[Input data]
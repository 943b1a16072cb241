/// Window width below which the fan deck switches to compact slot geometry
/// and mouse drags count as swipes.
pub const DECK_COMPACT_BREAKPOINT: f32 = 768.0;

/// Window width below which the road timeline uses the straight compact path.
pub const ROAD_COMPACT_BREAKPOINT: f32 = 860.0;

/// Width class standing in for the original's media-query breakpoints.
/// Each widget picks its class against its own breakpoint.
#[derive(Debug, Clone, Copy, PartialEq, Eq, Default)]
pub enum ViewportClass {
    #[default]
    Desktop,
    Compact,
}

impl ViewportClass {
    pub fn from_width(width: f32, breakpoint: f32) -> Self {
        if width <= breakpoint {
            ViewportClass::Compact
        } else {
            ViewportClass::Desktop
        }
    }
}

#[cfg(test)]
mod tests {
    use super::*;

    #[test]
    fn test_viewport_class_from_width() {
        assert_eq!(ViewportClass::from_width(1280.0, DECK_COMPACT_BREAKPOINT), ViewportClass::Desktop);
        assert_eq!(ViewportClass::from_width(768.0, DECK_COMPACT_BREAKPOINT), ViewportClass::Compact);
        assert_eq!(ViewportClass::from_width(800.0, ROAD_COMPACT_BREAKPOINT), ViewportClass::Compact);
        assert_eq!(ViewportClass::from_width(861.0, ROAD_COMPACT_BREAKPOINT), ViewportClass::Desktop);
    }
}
[/Input data]
What you should do
Reproduce each line of the material in which the string "Window" occurs.

Result of the exercise
/// Window width below which the fan deck switches to compact slot geometry
/// Window width below which the road timeline uses the straight compact path.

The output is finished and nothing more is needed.